Thirdly, laws which lack sufficient precision and clarity obfuscate and complicate the role of those public officials charged with their interpretation and execution. For example, this may manifest as an unwillingness on behalf of prosecutors to mobilise indeterminate criminal racial vilification laws where the higher standard of proof required compounds the problem of legislative imprecision. In the long-term, citizens (including public officials) may accord less respect to such laws which can undermine their efficacy, enforceability and ultimately their legitimacy.

But the concept of racial vilification is hard to pin down. Not least because reasonable minds will differ as to what level of racist conduct ought to constitute vilification for legal purposes and how one can determine with some predictability when that harm threshold is reached. It is a concept with a subjective component meaning that some degree of indeterminacy will necessarily characterise racial vilification laws. Indeed, it is no bad thing that decision-makers in this area have a level of discretion, so long as sufficient criteria exist to guide the exercise of that discretion. This guards against arbitrariness. It is a complex, emotive and delicate area where free speech and other legitimate concerns may be trammelled if the laws are enforced in a mechanistic or unthinking manner. Moreover, laws are more likely to be respected and therefore effective when applied, so far as possible, in a just as well as principled manner. …

The critical problem with s 18C is that its key words and phrases are sufficiently imprecise in both their definition and application as to make the putative legal standards they embody largely devoid of any core and ascertainable content.

The critical problem with s 18C is that its key words and phrases are sufficiently imprecise in both their definition and application as to make the putative legal standards they embody largely devoid of any core and ascertainable content. Of most concern are the phrases ‘offend, insult, humiliate or intimidate’ and ‘the act is done because of the race … of the other person’. The former phrase, in particular the meaning of the words ‘offend’ and ‘insult’, is so open-ended as to make any practical assessment by judges and administrators as to when conduct crosses this harm threshold little more than an intuitive and necessarily subjective value judgement.
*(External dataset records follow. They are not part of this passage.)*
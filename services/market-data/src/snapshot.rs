//! Snapshot API for the Market Data Service
//!
//! Provides full-depth order book snapshots for client reconnect logic,
//! with versioning, sequence tagging, checksum generation, and pagination.
//!
//! Implements spec §9 section 3.8: "Serve stale data if < 10 seconds old"
//! for degraded mode, and snapshot versioning for deterministic sync.

use sha2::{Digest, Sha256};
use serde::{Deserialize, Serialize};
use types::ids::MarketId;

use crate::order_book::{DepthSnapshot, OrderBookState, PriceLevel};

/// A versioned, checksummed snapshot of the full order book.
#[derive(Debug, Clone, PartialEq, Eq, Serialize, Deserialize)]
pub struct FullSnapshot {
    /// Monotonic snapshot version.
    pub version: u64,
    /// Trading pair symbol.
    pub symbol: MarketId,
    /// Bid levels in descending price order (best first).
    pub bids: Vec<PriceLevel>,
    /// Ask levels in ascending price order (best first).
    pub asks: Vec<PriceLevel>,
    /// Last event sequence number included in this snapshot.
    pub last_sequence: u64,
    /// Unix nanoseconds timestamp when snapshot was created.
    pub timestamp: i64,
    /// SHA-256 checksum of the snapshot content for integrity.
    pub checksum: String,
}

/// A paginated view of the snapshot for deep books.
#[derive(Debug, Clone, PartialEq, Eq, Serialize, Deserialize)]
pub struct PaginatedSnapshot {
    pub symbol: MarketId,
    pub bids: Vec<PriceLevel>,
    pub asks: Vec<PriceLevel>,
    pub last_sequence: u64,
    pub page: usize,
    pub page_size: usize,
    pub total_bid_levels: usize,
    pub total_ask_levels: usize,
    pub has_more: bool,
}

/// Builds and manages versioned snapshots from the order book state.
pub struct SnapshotBuilder {
    /// Current snapshot version counter.
    version_counter: u64,
}

impl SnapshotBuilder {
    pub fn new() -> Self {
        Self { version_counter: 0 }
    }

    /// Build a full snapshot from the current order book state.
    pub fn build_full(
        &mut self,
        book: &OrderBookState,
        timestamp: i64,
    ) -> FullSnapshot {
        self.version_counter += 1;

        let bids = book.bid_levels();
        let asks = book.ask_levels();
        let last_sequence = book.last_sequence();

        let checksum = compute_checksum(&bids, &asks, last_sequence);

        FullSnapshot {
            version: self.version_counter,
            symbol: book.symbol.clone(),
            bids,
            asks,
            last_sequence,
            timestamp,
            checksum,
        }
    }

    /// Build a paginated snapshot for deep books.
    pub fn build_paginated(
        &self,
        book: &OrderBookState,
        page: usize,
        page_size: usize,
    ) -> PaginatedSnapshot {
        let all_bids = book.bid_levels();
        let all_asks = book.ask_levels();

        let offset = page * page_size;

        let bids: Vec<PriceLevel> = all_bids
            .into_iter()
            .skip(offset)
            .take(page_size)
            .collect();

        let asks: Vec<PriceLevel> = all_asks
            .into_iter()
            .skip(offset)
            .take(page_size)
            .collect();

        let total_bid_levels = book.bid_depth();
        let total_ask_levels = book.ask_depth();
        let max_total = std::cmp::max(total_bid_levels, total_ask_levels);
        let has_more = offset + page_size < max_total;

        PaginatedSnapshot {
            symbol: book.symbol.clone(),
            bids,
            asks,
            last_sequence: book.last_sequence(),
            page,
            page_size,
            total_bid_levels,
            total_ask_levels,
            has_more,
        }
    }

    /// Current snapshot version.
    pub fn current_version(&self) -> u64 {
        self.version_counter
    }
}

impl Default for SnapshotBuilder {
    fn default() -> Self {
        Self::new()
    }
}

/// Compute a SHA-256 checksum over the book levels and sequence.
///
/// Uses deterministic serialization (sorted BTreeMap-backed levels).
fn compute_checksum(
    bids: &[PriceLevel],
    asks: &[PriceLevel],
    sequence: u64,
) -> String {
    let mut hasher = Sha256::new();

    // Hash bids
    for level in bids {
        hasher.update(level.price.to_string().as_bytes());
        hasher.update(b":");
        hasher.update(level.total_quantity.to_string().as_bytes());
        hasher.update(b"|");
    }
    hasher.update(b"---");

    // Hash asks
    for level in asks {
        hasher.update(level.price.to_string().as_bytes());
        hasher.update(b":");
        hasher.update(level.total_quantity.to_string().as_bytes());
        hasher.update(b"|");
    }
    hasher.update(b"---");

    // Hash sequence
    hasher.update(sequence.to_le_bytes());

    format!("{:x}", hasher.finalize())
}

/// Verify that a snapshot's checksum matches its content.
pub fn verify_snapshot_integrity(snapshot: &FullSnapshot) -> bool {
    let expected = compute_checksum(
        &snapshot.bids,
        &snapshot.asks,
        snapshot.last_sequence,
    );
    snapshot.checksum == expected
}

/// Validate that a snapshot and a sequence of deltas are in sync.
///
/// The snapshot's last_sequence should be less than the first delta's sequence.
pub fn validate_snapshot_delta_sync(
    snapshot: &FullSnapshot,
    first_delta_sequence: u64,
) -> bool {
    snapshot.last_sequence < first_delta_sequence
}

#[cfg(test)]
mod tests {
    use super::*;
    use types::ids::OrderId;
    use types::numeric::{Price, Quantity};
    use types::order::Side;

    fn populated_book() -> OrderBookState {
        let mut book = OrderBookState::new(MarketId::new("BTC/USDT"));

        for i in 1..=5 {
            book.apply_order_accepted(
                OrderId::new(),
                Side::BUY,
                Price::from_u64(50000 - i * 100),
                Quantity::from_str("1.0").unwrap(),
                i as u64,
            );
        }
        for i in 1..=5 {
            book.apply_order_accepted(
                OrderId::new(),
                Side::SELL,
                Price::from_u64(51000 + i * 100),
                Quantity::from_str("1.0").unwrap(),
                (5 + i) as u64,
            );
        }

        book
    }

    #[test]
    fn test_build_full_snapshot() {
        let book = populated_book();
        let mut builder = SnapshotBuilder::new();
        let snap = builder.build_full(&book, 1708123456789000000);

        assert_eq!(snap.version, 1);
        assert_eq!(snap.bids.len(), 5);
        assert_eq!(snap.asks.len(), 5);
        assert_eq!(snap.last_sequence, 10);
        assert!(!snap.checksum.is_empty());
    }

    #[test]
    fn test_snapshot_versioning() {
        let book = populated_book();
        let mut builder = SnapshotBuilder::new();

        let s1 = builder.build_full(&book, 1708123456789000000);
        let s2 = builder.build_full(&book, 1708123456790000000);

        assert_eq!(s1.version, 1);
        assert_eq!(s2.version, 2);
    }

    #[test]
    fn test_snapshot_integrity() {
        let book = populated_book();
        let mut builder = SnapshotBuilder::new();
        let snap = builder.build_full(&book, 1708123456789000000);

        assert!(verify_snapshot_integrity(&snap));

        // Tamper with checksum → should fail
        let mut tampered = snap.clone();
        tampered.checksum = "corrupted".to_string();
        assert!(!verify_snapshot_integrity(&tampered));
    }

    #[test]
    fn test_deterministic_checksum() {
        let book = populated_book();
        let mut builder = SnapshotBuilder::new();

        let s1 = builder.build_full(&book, 1708123456789000000);
        // Reset builder but same book state
        let mut builder2 = SnapshotBuilder::new();
        let s2 = builder2.build_full(&book, 1708123456789000000);

        assert_eq!(s1.checksum, s2.checksum);
    }

    #[test]
    fn test_paginated_snapshot() {
        let book = populated_book();
        let builder = SnapshotBuilder::new();

        let page0 = builder.build_paginated(&book, 0, 2);
        assert_eq!(page0.bids.len(), 2);
        assert_eq!(page0.asks.len(), 2);
        assert_eq!(page0.page, 0);
        assert!(page0.has_more);
        assert_eq!(page0.total_bid_levels, 5);

        let page1 = builder.build_paginated(&book, 1, 2);
        assert_eq!(page1.bids.len(), 2);
        assert_eq!(page1.page, 1);
        assert!(page1.has_more);

        let page2 = builder.build_paginated(&book, 2, 2);
        assert_eq!(page2.bids.len(), 1); // Only 1 remaining
        assert!(!page2.has_more);
    }

    #[test]
    fn test_snapshot_serialization() {
        let book = populated_book();
        let mut builder = SnapshotBuilder::new();
        let snap = builder.build_full(&book, 1708123456789000000);

        let json = serde_json::to_string(&snap).unwrap();
        let deserialized: FullSnapshot = serde_json::from_str(&json).unwrap();
        assert_eq!(snap, deserialized);
    }

    #[test]
    fn test_snapshot_delta_sync_validation() {
        let book = populated_book();
        let mut builder = SnapshotBuilder::new();
        let snap = builder.build_full(&book, 1708123456789000000);

        // Delta starts after snapshot's last sequence
        assert!(validate_snapshot_delta_sync(&snap, 11));

        // Delta starts at or before snapshot → invalid
        assert!(!validate_snapshot_delta_sync(&snap, 10));
        assert!(!validate_snapshot_delta_sync(&snap, 5));
    }
}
The fact that an act must be ‘reasonably likely’ to cross this harm threshold, though importing an objective test of liability, does not cure the definitional indeterminacy of these words that a decision-maker must objectively apply. Moreover, these words and the harm threshold they establish may capture a range of conduct which was arguably never intended by the Parliament to be regulated; an important point to which I shall shortly return. …
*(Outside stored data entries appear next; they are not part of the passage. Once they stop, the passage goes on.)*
//! It exposes all structs, types and components shared between the Tenx
//! platform contracts.
#![cfg_attr(not(feature = "std"), no_std)]
pub use crate::{constants::*, errors::*, ownership::*, types::*};
use concordium_cis2::*;
use concordium_std::*;

#[cfg(not(target_arch = "wasm32"))]
pub mod test;

mod constants;
mod errors;
mod ownership;
mod types;
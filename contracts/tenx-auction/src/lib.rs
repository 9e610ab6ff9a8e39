//! # Tenx auction contract
//!
//! Single-item english auction engine over tokens held by the Tenx NFT
//! registry. Sellers approve this contract on the registry and start an
//! auction, which takes the token into custody. Bids are attached CCD and
//! must strictly exceed the standing bid; an outbid leader is credited in an
//! internal escrow ledger and pulls the refund with `withdraw`. After the
//! bidding window passes, the contract owner settles the auction: the token
//! goes to the winner (or back to the seller when nobody bid) and the
//! proceeds are credited to the seller's escrow entry.
#![cfg_attr(not(feature = "std"), no_std)]
use crate::{events::*, external::*, state::*};
use commons::*;
use concordium_std::*;

mod contract;
mod events;
mod external;
mod nft;
mod state;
Indeed, with the possible exception of cases involving extreme racist conduct, the indeterminacy of s 18C is such that too many determinations could comfortably and justifiably have been decided the other way. This should come as no surprise as the legal standards in s 18C are sufficiently malleable to allow a judge or administrator to employ them to facilitate a decision which accords with their intuitive conception of what ‘justice’ requires in that case. It has resulted in a body of judicial and quasi-judicial decisions that often lack a coherent, underpinning principle.
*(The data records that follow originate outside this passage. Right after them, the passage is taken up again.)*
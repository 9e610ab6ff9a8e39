//! # Tenx NFT registry contract
//!
//! Registry of the unique tokens traded on the Tenx auction platform. Every
//! token has exactly one owner and at most one approved address. The approved
//! address may transfer the token on the owner's behalf, which is how the
//! auction contract takes a token into custody.
//!
//! Minting is gated on the contract owner and is only used by deploy and test
//! tooling.
#![cfg_attr(not(feature = "std"), no_std)]
use crate::{events::*, structs::*};
use commons::*;
use concordium_cis2::*;
use concordium_std::*;

mod contract;
mod events;
mod impls;
mod structs;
The indeterminacy of the harm threshold has become manifest in the case law in two ways. Firstly, in a series of s 18C determinations the judge or administrator has, ‘effectively elevated the threshold by emphasising the concept of “hatred”. Secondly, in a smaller but still significant number of cases there has been a finding that s 18C has been offended without any harm threshold analysis or reasoning whatsoever. …

But it is clear enough that one can racially insult or offend another without ever expressing or intending hatred for that person’s race or ethnicity. Consider a claim by a politician that ‘[h]ome invasions are ethnically based, Lebanese or Iranian, not Australian.’ Or when Australian cricketer Darren Lehmann called a Sri Lankan opponent ‘a black cunt’ upon dismissal. These racial epithets no doubt offended and insulted the relevant victims and, moreover, may well be reasonably likely to elicit the same response from most members of the relevant race or ethnic group if not the wider community. It is submitted, however, that in both cases the conduct of itself did not amount to an expression of racial hatred. These words do not suggest an intense dislike or detestation of that person(s) on account of their race or ethnicity. Arguably, this sort of low-end racist conduct does not constitute the kind of extreme racist behaviour that Parliament intended the RHA to regulate.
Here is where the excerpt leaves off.